EXERCISE INPUTS
= Beginning of Section =

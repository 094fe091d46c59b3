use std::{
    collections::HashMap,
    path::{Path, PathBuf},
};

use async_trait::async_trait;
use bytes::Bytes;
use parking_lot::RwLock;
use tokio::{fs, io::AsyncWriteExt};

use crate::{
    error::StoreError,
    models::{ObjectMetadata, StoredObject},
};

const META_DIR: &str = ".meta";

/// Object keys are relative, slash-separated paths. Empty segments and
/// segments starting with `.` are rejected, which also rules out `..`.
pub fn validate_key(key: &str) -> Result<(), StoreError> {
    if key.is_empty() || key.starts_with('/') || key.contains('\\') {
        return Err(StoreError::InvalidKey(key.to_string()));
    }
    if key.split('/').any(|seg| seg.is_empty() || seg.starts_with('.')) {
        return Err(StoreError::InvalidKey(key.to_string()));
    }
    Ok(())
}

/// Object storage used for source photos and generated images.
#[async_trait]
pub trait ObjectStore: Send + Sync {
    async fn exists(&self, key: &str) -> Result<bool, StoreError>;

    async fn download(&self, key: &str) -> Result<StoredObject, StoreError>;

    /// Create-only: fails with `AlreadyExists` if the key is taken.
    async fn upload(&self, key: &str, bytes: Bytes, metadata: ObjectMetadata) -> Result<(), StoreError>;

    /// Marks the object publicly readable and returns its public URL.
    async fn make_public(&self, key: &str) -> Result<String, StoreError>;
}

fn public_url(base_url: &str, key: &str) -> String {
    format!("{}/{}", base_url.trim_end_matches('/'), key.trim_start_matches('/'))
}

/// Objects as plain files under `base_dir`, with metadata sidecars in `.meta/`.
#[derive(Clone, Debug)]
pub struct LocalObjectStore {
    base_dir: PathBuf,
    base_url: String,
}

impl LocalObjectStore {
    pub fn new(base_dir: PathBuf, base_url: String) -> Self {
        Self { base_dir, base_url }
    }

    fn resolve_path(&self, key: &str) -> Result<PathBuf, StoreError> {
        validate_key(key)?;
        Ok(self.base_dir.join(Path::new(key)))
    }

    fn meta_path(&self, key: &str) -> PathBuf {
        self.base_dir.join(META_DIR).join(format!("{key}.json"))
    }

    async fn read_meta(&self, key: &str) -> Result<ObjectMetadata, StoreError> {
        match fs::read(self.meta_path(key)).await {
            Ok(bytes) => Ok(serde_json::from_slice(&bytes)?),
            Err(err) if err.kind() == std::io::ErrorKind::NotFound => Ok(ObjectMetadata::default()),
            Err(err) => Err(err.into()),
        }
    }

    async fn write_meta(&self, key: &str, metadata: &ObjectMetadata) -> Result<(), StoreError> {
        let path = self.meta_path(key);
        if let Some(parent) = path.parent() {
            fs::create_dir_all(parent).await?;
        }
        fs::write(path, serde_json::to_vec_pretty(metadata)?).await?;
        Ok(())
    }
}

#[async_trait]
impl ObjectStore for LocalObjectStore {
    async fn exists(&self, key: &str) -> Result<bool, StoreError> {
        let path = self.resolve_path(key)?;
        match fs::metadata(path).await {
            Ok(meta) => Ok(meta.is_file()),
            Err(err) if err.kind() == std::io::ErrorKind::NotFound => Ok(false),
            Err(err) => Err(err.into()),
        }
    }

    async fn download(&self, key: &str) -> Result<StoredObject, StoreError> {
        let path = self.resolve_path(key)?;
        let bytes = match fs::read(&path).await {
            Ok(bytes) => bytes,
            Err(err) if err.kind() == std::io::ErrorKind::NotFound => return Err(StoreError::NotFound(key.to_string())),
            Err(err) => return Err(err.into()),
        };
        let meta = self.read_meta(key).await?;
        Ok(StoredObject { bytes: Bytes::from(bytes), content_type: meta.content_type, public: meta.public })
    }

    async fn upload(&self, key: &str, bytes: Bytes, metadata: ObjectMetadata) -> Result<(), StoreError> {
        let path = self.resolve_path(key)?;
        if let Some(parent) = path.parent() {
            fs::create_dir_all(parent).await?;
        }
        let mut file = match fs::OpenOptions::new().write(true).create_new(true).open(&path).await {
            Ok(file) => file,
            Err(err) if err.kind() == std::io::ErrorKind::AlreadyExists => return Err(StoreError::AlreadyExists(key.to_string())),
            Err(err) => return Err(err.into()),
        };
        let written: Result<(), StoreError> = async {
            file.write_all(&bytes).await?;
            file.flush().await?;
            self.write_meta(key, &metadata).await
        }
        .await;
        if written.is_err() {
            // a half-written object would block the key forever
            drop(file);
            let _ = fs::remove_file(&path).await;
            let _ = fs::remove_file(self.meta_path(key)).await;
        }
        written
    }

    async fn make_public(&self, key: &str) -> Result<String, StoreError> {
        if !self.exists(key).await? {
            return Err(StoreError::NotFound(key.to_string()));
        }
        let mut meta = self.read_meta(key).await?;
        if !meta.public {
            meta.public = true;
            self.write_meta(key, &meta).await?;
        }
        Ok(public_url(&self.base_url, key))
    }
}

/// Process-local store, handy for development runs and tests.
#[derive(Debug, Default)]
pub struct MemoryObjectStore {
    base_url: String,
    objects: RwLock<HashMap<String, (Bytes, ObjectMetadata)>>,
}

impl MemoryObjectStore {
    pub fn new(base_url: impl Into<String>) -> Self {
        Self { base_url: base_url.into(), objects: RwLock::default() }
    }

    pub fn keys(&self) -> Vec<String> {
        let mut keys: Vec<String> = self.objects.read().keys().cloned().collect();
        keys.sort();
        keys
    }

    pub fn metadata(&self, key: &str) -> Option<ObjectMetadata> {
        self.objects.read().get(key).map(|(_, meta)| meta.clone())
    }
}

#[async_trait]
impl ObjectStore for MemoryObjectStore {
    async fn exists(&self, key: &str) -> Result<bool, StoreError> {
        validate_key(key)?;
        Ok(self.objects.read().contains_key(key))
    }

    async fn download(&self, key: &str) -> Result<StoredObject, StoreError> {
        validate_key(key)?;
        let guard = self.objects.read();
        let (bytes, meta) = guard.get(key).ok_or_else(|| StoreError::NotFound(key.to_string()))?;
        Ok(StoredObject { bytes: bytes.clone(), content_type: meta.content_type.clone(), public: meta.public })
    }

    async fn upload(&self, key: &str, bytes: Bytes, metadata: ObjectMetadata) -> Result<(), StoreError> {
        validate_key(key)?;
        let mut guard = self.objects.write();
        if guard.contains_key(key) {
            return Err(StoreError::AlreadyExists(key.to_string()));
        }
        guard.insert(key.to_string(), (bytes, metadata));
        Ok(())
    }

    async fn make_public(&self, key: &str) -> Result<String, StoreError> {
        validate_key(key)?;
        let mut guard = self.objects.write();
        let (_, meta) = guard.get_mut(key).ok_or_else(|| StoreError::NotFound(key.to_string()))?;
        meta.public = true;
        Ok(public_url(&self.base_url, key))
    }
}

= End of Section =
= Beginning of Section =

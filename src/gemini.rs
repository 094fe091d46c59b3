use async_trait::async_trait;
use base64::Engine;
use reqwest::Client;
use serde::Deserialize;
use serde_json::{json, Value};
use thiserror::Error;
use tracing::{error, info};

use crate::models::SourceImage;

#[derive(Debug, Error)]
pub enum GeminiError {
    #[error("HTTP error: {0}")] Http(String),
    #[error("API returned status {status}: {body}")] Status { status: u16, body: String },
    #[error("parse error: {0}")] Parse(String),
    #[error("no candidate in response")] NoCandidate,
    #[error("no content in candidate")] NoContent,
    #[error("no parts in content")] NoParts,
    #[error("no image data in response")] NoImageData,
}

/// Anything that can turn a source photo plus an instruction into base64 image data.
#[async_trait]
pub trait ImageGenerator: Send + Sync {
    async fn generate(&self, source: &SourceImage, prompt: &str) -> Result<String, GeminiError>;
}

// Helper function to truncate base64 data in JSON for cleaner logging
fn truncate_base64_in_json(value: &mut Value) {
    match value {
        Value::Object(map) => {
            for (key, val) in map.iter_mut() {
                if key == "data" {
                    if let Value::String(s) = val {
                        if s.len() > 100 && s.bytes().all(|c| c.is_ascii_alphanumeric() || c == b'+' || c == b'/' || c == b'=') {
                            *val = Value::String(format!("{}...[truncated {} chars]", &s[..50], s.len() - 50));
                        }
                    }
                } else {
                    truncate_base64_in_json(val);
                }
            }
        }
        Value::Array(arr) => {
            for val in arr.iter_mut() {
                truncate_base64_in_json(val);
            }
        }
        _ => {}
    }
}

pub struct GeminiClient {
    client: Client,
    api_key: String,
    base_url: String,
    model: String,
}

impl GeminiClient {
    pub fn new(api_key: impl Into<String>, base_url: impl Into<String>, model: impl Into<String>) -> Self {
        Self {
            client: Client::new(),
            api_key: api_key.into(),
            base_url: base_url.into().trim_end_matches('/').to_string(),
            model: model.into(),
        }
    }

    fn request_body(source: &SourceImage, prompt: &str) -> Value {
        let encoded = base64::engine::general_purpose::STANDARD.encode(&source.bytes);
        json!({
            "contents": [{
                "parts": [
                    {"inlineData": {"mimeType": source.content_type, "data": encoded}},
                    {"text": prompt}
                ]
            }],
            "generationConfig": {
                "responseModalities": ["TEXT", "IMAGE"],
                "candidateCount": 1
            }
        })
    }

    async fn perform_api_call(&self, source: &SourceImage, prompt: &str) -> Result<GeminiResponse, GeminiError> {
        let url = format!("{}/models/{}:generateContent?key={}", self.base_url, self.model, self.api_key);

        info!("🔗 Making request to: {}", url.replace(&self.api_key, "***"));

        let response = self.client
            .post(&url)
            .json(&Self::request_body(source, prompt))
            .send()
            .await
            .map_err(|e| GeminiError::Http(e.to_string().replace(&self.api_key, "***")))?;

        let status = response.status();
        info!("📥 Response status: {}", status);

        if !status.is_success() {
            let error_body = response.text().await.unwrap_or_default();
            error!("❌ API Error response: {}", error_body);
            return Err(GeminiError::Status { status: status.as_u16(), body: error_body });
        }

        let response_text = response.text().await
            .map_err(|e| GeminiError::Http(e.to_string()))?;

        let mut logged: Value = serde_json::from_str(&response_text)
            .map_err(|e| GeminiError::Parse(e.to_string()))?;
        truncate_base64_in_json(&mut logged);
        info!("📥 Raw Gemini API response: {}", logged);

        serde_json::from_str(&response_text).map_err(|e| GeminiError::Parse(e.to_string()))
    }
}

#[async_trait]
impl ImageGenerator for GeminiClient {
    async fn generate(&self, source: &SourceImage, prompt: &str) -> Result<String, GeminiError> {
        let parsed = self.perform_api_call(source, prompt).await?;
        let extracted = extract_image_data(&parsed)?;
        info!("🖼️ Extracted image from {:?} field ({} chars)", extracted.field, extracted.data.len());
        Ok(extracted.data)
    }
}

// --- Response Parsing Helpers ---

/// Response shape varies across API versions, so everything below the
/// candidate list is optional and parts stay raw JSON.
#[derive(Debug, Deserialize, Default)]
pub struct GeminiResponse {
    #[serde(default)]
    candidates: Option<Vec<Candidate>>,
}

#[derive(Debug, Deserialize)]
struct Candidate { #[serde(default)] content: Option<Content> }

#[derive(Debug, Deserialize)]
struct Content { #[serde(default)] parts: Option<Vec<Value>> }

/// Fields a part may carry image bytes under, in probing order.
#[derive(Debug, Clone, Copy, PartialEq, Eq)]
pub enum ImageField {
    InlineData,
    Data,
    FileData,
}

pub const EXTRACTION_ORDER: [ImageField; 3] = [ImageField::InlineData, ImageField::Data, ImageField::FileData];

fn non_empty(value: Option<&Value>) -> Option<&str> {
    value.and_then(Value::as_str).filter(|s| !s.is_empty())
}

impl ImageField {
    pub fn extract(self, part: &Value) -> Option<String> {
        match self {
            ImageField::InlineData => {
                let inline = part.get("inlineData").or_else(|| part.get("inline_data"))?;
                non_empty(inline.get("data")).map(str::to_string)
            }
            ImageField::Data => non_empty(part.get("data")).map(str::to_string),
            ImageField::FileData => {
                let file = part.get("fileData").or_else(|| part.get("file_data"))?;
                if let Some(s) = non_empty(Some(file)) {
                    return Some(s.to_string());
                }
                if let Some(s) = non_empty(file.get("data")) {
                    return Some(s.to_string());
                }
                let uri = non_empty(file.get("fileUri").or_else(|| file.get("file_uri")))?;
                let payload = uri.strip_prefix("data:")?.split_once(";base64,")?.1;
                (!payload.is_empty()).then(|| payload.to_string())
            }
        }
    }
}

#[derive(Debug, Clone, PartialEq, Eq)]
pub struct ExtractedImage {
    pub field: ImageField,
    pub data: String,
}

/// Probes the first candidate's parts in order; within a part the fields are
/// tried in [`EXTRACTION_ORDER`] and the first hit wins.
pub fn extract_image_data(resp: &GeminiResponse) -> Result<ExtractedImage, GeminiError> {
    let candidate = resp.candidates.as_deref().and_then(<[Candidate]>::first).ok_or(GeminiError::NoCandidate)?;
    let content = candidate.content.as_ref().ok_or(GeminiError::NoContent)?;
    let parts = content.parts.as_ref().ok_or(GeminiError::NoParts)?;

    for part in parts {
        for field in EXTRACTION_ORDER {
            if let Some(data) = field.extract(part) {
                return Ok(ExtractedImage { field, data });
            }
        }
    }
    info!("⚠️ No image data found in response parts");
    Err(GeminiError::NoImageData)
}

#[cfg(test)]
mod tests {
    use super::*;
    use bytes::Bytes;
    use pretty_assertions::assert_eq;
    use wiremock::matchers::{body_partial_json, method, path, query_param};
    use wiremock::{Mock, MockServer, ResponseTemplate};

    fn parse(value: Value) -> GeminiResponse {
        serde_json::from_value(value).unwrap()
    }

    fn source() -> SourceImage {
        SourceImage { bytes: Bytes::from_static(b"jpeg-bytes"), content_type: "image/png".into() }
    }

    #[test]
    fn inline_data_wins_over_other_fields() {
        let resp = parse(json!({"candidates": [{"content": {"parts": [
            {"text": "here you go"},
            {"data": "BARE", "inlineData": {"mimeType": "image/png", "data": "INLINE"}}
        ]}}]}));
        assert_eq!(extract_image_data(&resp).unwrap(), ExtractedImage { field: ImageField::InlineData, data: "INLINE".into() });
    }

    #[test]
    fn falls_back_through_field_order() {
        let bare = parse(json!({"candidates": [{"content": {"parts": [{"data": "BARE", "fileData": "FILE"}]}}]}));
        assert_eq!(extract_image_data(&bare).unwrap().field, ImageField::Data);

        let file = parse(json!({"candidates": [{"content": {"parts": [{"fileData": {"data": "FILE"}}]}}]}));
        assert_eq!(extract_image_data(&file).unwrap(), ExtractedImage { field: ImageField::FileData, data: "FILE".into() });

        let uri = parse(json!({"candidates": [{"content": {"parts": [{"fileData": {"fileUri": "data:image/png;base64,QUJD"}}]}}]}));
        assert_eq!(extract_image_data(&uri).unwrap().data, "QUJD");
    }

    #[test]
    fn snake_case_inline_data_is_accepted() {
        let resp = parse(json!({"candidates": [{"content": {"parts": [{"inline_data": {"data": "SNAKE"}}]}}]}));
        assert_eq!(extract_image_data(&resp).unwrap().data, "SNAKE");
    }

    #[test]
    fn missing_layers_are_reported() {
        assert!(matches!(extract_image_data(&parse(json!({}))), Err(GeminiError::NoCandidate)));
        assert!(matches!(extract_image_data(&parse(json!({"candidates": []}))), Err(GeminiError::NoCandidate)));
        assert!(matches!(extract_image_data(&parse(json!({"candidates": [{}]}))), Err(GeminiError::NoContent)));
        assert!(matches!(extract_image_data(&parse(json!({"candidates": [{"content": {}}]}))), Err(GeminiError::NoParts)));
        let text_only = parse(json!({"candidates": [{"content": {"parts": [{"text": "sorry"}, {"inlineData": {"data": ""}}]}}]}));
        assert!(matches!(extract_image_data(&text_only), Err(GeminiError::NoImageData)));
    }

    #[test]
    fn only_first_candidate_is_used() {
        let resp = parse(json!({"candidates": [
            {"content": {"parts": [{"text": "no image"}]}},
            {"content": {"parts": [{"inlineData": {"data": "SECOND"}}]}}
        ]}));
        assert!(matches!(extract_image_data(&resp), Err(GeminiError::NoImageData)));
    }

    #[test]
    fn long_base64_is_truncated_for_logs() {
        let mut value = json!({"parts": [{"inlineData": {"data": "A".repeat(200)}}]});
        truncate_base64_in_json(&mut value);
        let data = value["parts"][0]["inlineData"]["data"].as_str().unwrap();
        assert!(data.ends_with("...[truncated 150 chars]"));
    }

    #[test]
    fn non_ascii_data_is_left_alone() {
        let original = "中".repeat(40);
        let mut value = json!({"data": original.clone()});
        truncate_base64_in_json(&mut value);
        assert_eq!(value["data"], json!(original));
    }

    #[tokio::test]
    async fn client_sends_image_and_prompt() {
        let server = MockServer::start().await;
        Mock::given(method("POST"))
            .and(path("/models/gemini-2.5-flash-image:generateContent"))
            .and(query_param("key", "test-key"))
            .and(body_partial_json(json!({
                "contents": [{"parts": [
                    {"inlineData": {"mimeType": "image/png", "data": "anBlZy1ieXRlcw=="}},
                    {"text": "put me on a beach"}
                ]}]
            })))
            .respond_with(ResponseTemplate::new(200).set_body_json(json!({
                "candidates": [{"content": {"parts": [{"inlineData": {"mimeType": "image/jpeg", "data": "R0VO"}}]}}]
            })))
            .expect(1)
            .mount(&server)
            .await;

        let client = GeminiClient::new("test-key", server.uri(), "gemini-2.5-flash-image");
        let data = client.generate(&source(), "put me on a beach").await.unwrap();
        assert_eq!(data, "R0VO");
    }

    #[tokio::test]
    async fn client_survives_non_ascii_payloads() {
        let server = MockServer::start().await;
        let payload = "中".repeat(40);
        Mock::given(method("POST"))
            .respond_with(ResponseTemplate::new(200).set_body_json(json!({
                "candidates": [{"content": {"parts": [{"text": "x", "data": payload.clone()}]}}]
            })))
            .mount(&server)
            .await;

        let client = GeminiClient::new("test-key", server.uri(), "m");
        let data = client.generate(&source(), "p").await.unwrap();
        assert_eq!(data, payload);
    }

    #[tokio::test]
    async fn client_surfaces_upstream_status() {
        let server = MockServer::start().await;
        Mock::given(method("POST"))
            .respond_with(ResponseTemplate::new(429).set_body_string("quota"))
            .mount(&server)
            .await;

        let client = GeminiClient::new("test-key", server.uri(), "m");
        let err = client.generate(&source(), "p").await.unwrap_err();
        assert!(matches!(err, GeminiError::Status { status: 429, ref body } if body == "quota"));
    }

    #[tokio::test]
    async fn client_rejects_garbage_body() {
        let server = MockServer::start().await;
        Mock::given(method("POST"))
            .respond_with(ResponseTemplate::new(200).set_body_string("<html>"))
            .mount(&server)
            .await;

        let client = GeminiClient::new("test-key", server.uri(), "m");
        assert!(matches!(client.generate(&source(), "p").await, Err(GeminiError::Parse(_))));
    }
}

= End of Section =

TASK REQUIREMENTS
Look over the material above and show each line where "keys" appears.

SOLVED PROBLEM
/// Object keys are relative, slash-separated paths. Empty segments and
    pub fn keys(&self) -> Vec<String> {
        let mut keys: Vec<String> = self.objects.read().keys().cloned().collect();
        keys.sort();
        keys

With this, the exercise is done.